IF is a story about discarded imaginary friends, who seek a new purpose with the help of Ryan Reynolds in suspenders. Krasinski wanted to make something for his own kids, whose imaginations he feared had been stunted over the Covid lockdown. It’s intended to be disarmingly sincere – yet the director-writer-actor is so single-mindedly intent on delivering “wonder” that what he’s ended up with isn’t so much a film but a series of emotional cues. It’s the same experience, really, as sitting down to watch an hour-and-a-half video loop of dogs being adopted.

In an extended opening montage, set to yet another stirring theme by composer Michael Giacchino (well known for “Married Life” from Pixar’s Up, one of the most tear-inducing bits of film score ever crafted), we’re introduced to Bea (Cailey Fleming) and her idyllic, relentlessly whimsical childhood. In distinctly Up-esque fashion, it’s revealed Bea’s mother died of cancer. Sometime after, her father (Krasinski, in the role of best dad ever) ends up in hospital, awaiting heart surgery. Bea starts to see odd creatures scampering about the place, which leads her directly to Reynolds’s Cal – who can apparently see them, too.

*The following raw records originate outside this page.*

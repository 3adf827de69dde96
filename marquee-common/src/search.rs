//! Movie search by actor, director and genre
//!
//! Runs over `get_all_movies()`, so it behaves the same on every backend.

use crate::model::Movie;
use crate::repository::CatalogueRepository;
use crate::Result;

/// Search criteria; unset fields match everything, set fields must all match
#[derive(Debug, Clone, Default, PartialEq, Eq)]
pub struct MovieQuery {
    pub actor: Option<String>,
    pub director: Option<String>,
    pub genre: Option<String>,
}

impl MovieQuery {
    pub fn by_actor(name: impl Into<String>) -> Self {
        Self {
            actor: Some(name.into()),
            ..Self::default()
        }
    }

    pub fn by_director(name: impl Into<String>) -> Self {
        Self {
            director: Some(name.into()),
            ..Self::default()
        }
    }

    pub fn by_genre(name: impl Into<String>) -> Self {
        Self {
            genre: Some(name.into()),
            ..Self::default()
        }
    }

    pub fn is_empty(&self) -> bool {
        self.actor.is_none() && self.director.is_none() && self.genre.is_none()
    }

    /// Exact, case-sensitive name match on every set criterion
    pub fn matches(&self, movie: &Movie) -> bool {
        self.actor.as_deref().map_or(true, |name| movie.has_actor(name))
            && self
                .director
                .as_deref()
                .map_or(true, |name| movie.is_directed_by(name))
            && self.genre.as_deref().map_or(true, |name| movie.has_genre(name))
    }
}

/// Movies matching `query`, in catalogue order
pub async fn search_movies(
    repo: &dyn CatalogueRepository,
    query: &MovieQuery,
) -> Result<Vec<Movie>> {
    let movies = repo.get_all_movies().await?;
    if query.is_empty() {
        return Ok(movies);
    }
    Ok(movies.into_iter().filter(|m| query.matches(m)).collect())
}

#[cfg(test)]
mod tests {
    use super::*;
    use crate::model::{Actor, Director, Genre};

    fn movie(title: &str, director: &str, actors: &[&str], genres: &[&str]) -> Movie {
        let mut movie = Movie::new(title, 2016).unwrap();
        movie.set_director(&Director::new(director).unwrap());
        for name in actors {
            movie.add_actor(&Actor::new(*name).unwrap());
        }
        for name in genres {
            movie.add_genre(&Genre::new(*name).unwrap());
        }
        movie
    }

    #[test]
    fn test_empty_query_matches_all() {
        let query = MovieQuery::default();
        assert!(query.is_empty());
        assert!(query.matches(&movie("Split", "M. Night Shyamalan", &[], &[])));
    }

    #[test]
    fn test_criteria_combine() {
        let split = movie(
            "Split",
            "M. Night Shyamalan",
            &["James McAvoy", "Anya Taylor-Joy"],
            &["Horror", "Thriller"],
        );

        assert!(MovieQuery::by_actor("James McAvoy").matches(&split));
        assert!(MovieQuery::by_director("M. Night Shyamalan").matches(&split));
        assert!(MovieQuery::by_genre("Thriller").matches(&split));
        assert!(!MovieQuery::by_genre("thriller").matches(&split));

        let query = MovieQuery {
            actor: Some("James McAvoy".to_string()),
            genre: Some("Comedy".to_string()),
            director: None,
        };
        assert!(!query.matches(&split));
    }
}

He runs a home for these imaginary friends (“ifs”) – this, by the way, happens to be the exact plot of a Cartoon Network animated series, Foster’s Home for Imaginary Friends. Residents include Blue (voiced by Krasinski’s Office co-star Steve Carell), who is hairy and purple; Blossom (voiced by Phoebe Waller-Bridge), a balletic butterfly who looks like the old inkblot cartoons from the 1920s; a unicorn voiced by the director’s partner, Emily Blunt; and a kitten voiced by Reynolds’s partner, Blake Lively.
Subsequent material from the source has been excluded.